#### [Work task]
State, as a number alone, how many lines of the entries contain the word "ContainerReader".

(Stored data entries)
*-*-*

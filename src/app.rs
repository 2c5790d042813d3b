use std::fs;
use std::io::BufReader;
use std::path::{Path, PathBuf};
use std::sync::Arc;

use anyhow::{Context, Result, bail, ensure};
use bytesize::ByteSize;
use clap::{ArgAction, Args, Parser, Subcommand};
use tracing::level_filters::LevelFilter;

use crate::batch::{Batch, Job, Summary};
use crate::config::{APP_NAME, DEFAULT_CHUNK_SIZE, DEFAULT_JOBS, MAX_CHUNK_SIZE, MIN_CHUNK_SIZE, PASSWORD_ENV, PASSWORD_MIN_LENGTH};
use crate::container::{ContainerError, ContainerReader, DecryptRequest, EncryptRequest, decrypt_file};
use crate::file;
use crate::retry::{RetryFlow, RetryOutcome};
use crate::secret::Password;
use crate::types::{ProcessorMode, VariantChoice};
use crate::ui::display;
use crate::ui::progress;
use crate::ui::prompt::{Prompt, TerminalSource};

#[derive(Args)]
pub struct EncryptArgs {
    /// Files, directories or glob patterns to encrypt.
    #[arg(required = true)]
    inputs: Vec<String>,

    /// Descend into subdirectories.
    #[arg(short, long)]
    recursive: bool,

    /// Password (prompted with confirmation when absent).
    #[arg(short, long, env = PASSWORD_ENV, hide_env_values = true)]
    password: Option<String>,

    /// Unencrypted reminder stored in the header.
    #[arg(long)]
    hint: Option<String>,

    /// Plaintext bytes per chunk, e.g. 64KiB or 4MiB.
    #[arg(long, default_value_t = DEFAULT_CHUNK_SIZE, value_parser = parse_chunk_size)]
    chunk_size: u32,

    /// Container variant.
    #[arg(long, value_enum, default_value_t = VariantChoice::Auto)]
    variant: VariantChoice,

    /// Give containers random names; the original name is kept inside.
    #[arg(long)]
    obscure_names: bool,

    /// Files processed at the same time.
    #[arg(short, long, default_value_t = DEFAULT_JOBS)]
    jobs: usize,

    /// Destination path (single input only).
    #[arg(short, long)]
    output: Option<PathBuf>,
}

#[derive(Args)]
pub struct DecryptArgs {
    /// Containers, directories or glob patterns to decrypt.
    #[arg(required = true)]
    inputs: Vec<String>,

    /// Descend into subdirectories.
    #[arg(short, long)]
    recursive: bool,

    /// Password (prompted when absent).
    #[arg(short, long, env = PASSWORD_ENV, hide_env_values = true)]
    password: Option<String>,

    /// Do not offer another attempt for containers that fail authentication.
    #[arg(long)]
    no_retry: bool,

    /// Files processed at the same time.
    #[arg(short, long, default_value_t = DEFAULT_JOBS)]
    jobs: usize,

    /// Destination path (single input only).
    #[arg(short, long)]
    output: Option<PathBuf>,
}

#[derive(Subcommand)]
pub enum Commands {
    /// Encrypt files into containers.
    Encrypt(EncryptArgs),

    /// Decrypt containers back into files.
    Decrypt(DecryptArgs),

    /// Show a container header without decrypting it.
    Inspect {
        /// Container to inspect.
        input: PathBuf,
    },
}

#[derive(Parser)]
#[command(name = "lockbox", version, about = "Chunked, tamper-evident AES-256-GCM file containers with optional password hints.")]
pub struct App {
    #[command(subcommand)]
    command: Commands,

    /// More log output (-v info, -vv debug, -vvv trace).
    #[arg(short, long, action = ArgAction::Count, global = true)]
    verbose: u8,
}

impl App {
    pub fn init() -> Result<Self> {
        let app = Self::parse();

        let level = match app.verbose {
            0 => LevelFilter::WARN,
            1 => LevelFilter::INFO,
            2 => LevelFilter::DEBUG,
            _ => LevelFilter::TRACE,
        };

        let subscriber = tracing_subscriber::fmt().with_file(true).with_line_number(true).with_max_level(level).with_writer(std::io::stderr).finish();
        tracing::subscriber::set_global_default(subscriber)?;

        Ok(app)
    }

    pub async fn execute(self) -> Result<()> {
        let prompt = Prompt::new(PASSWORD_MIN_LENGTH);

        match self.command {
            Commands::Encrypt(args) => Self::encrypt(args, &prompt).await,
            Commands::Decrypt(args) => Self::decrypt(args, &prompt).await,
            Commands::Inspect { input } => Self::inspect(&input),
        }
    }

    async fn encrypt(args: EncryptArgs, prompt: &Prompt) -> Result<()> {
        let files = file::resolve(&args.inputs, args.recursive, ProcessorMode::Encrypt)?;
        ensure!(args.output.is_none() || files.len() == 1, "--output needs exactly one input, got {}", files.len());

        let (password, hint) = match args.password {
            Some(password) => (Password::from_string(password), args.hint),
            None => {
                let password = prompt.encryption_password()?;
                let hint = match args.hint {
                    Some(hint) => Some(hint),
                    None => prompt.hint()?,
                };
                (password, hint)
            }
        };
        ensure!(!password.is_empty(), "password cannot be empty");

        let jobs = files
            .into_iter()
            .map(|file| {
                Job::Encrypt(EncryptRequest {
                    input: file.into_path(),
                    output: args.output.clone(),
                    variant: args.variant,
                    chunk_size: args.chunk_size,
                    hint: hint.clone(),
                    obscure_name: args.obscure_names,
                })
            })
            .collect();

        let summary = Self::run_batch(ProcessorMode::Encrypt, password, jobs, args.jobs).await?;
        Self::finish(ProcessorMode::Encrypt, &summary)
    }

    async fn decrypt(args: DecryptArgs, prompt: &Prompt) -> Result<()> {
        let files = file::resolve(&args.inputs, args.recursive, ProcessorMode::Decrypt)?;
        ensure!(args.output.is_none() || files.len() == 1, "--output needs exactly one input, got {}", files.len());

        let password = match args.password {
            Some(password) => Password::from_string(password),
            None => match prompt.decryption_password("Decryption password:")? {
                Some(password) => password,
                None => bail!("operation cancelled"),
            },
        };
        ensure!(!password.is_empty(), "password cannot be empty");

        let jobs = files.into_iter().map(|file| Job::Decrypt(DecryptRequest { input: file.into_path(), output: args.output.clone() })).collect();

        let mut summary = Self::run_batch(ProcessorMode::Decrypt, password, jobs, args.jobs).await?;

        if !args.no_retry && console::user_attended() {
            let output = args.output.clone();
            tokio::task::block_in_place(|| Self::retry_failed(&mut summary, output.as_deref(), prompt))?;
        }

        Self::finish(ProcessorMode::Decrypt, &summary)
    }

    fn inspect(input: &Path) -> Result<()> {
        let handle = fs::File::open(input).with_context(|| format!("failed to open {}", input.display()))?;
        let reader = ContainerReader::open(BufReader::new(handle)).with_context(|| format!("not a valid container: {}", input.display()))?;

        display::show_header(input, reader.header());
        Ok(())
    }

    async fn run_batch(mode: ProcessorMode, password: Password, jobs: Vec<Job>, workers: usize) -> Result<Summary> {
        let (tx, rx) = flume::unbounded();
        let renderer = tokio::spawn(progress::render(rx, mode));

        let summary = Batch::new(Arc::new(password), workers).run(jobs, Some(tx)).await;
        renderer.await.context("progress renderer stopped")?;

        Ok(summary)
    }

    /// Offers the retry flow to every item that failed authentication.
    fn retry_failed(summary: &mut Summary, output: Option<&Path>, prompt: &Prompt) -> Result<()> {
        let candidates: Vec<(usize, PathBuf)> =
            summary.failed.iter().filter(|failure| matches!(failure.error, ContainerError::AuthenticationFailed)).map(|failure| (failure.index, failure.input.clone())).collect();

        for (index, input) in candidates {
            let mut source = TerminalSource::new(prompt, &input);
            let request = DecryptRequest { input: input.clone(), output: output.map(Path::to_path_buf) };

            match RetryFlow::new(&input).resume(&mut source, |password| decrypt_file(&request, password, None))? {
                RetryOutcome::Succeeded(completed) => {
                    eprintln!("{}", display::success_line(ProcessorMode::Decrypt, &completed));
                    summary.recover(index, completed);
                }
                RetryOutcome::Fatal(err) => {
                    eprintln!("{}", display::failure_line(&input, &err.to_string()));
                    if let Some(failure) = summary.failed.iter_mut().find(|failure| failure.index == index) {
                        failure.error = err;
                    }
                }
                RetryOutcome::Cancelled | RetryOutcome::Exhausted => {}
            }
        }

        Ok(())
    }

    fn finish(mode: ProcessorMode, summary: &Summary) -> Result<()> {
        display::show_summary(mode, summary);

        if !summary.is_success() {
            bail!("{APP_NAME}: {} of {} item(s) failed", summary.failed.len(), summary.total());
        }

        Ok(())
    }
}

fn parse_chunk_size(value: &str) -> Result<u32, String> {
    let size = value.trim().parse::<ByteSize>()?.as_u64();

    if size < u64::from(MIN_CHUNK_SIZE) || size > u64::from(MAX_CHUNK_SIZE) {
        return Err(format!("chunk size must be between {} and {}", ByteSize(u64::from(MIN_CHUNK_SIZE)), ByteSize(u64::from(MAX_CHUNK_SIZE))));
    }

    u32::try_from(size).map_err(|err| err.to_string())
}

#[cfg(test)]
mod tests {
    use clap::CommandFactory;

    use super::*;

    #[test]
    fn test_cli_is_consistent() {
        App::command().debug_assert();
    }

    #[test]
    fn test_parse_chunk_size() {
        assert_eq!(parse_chunk_size("1MiB"), Ok(1024 * 1024));
        assert_eq!(parse_chunk_size("64KiB"), Ok(64 * 1024));
        assert_eq!(parse_chunk_size("4096"), Ok(4096));
        assert!(parse_chunk_size("1KiB").is_err());
        assert!(parse_chunk_size("1GiB").is_err());
        assert!(parse_chunk_size("lots").is_err());
    }

    #[test]
    fn test_encrypt_flags() {
        let app = App::try_parse_from(["lockbox", "encrypt", "a.txt", "b.txt", "--chunk-size", "2MiB", "--variant", "video", "-j", "4", "--hint", "usual"]).unwrap();

        let Commands::Encrypt(args) = app.command else { panic!("expected encrypt") };
        assert_eq!(args.inputs, vec!["a.txt", "b.txt"]);
        assert_eq!(args.chunk_size, 2 * 1024 * 1024);
        assert_eq!(args.variant, VariantChoice::Video);
        assert_eq!(args.jobs, 4);
        assert_eq!(args.hint.as_deref(), Some("usual"));
    }

    #[test]
    fn test_defaults() {
        let app = App::try_parse_from(["lockbox", "-vv", "decrypt", "x.lbx"]).unwrap();

        assert_eq!(app.verbose, 2);
        let Commands::Decrypt(args) = app.command else { panic!("expected decrypt") };
        assert_eq!(args.jobs, DEFAULT_JOBS);
        assert!(!args.no_retry);
        assert!(args.output.is_none());
    }
}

*-*-*

#### [Solution]
2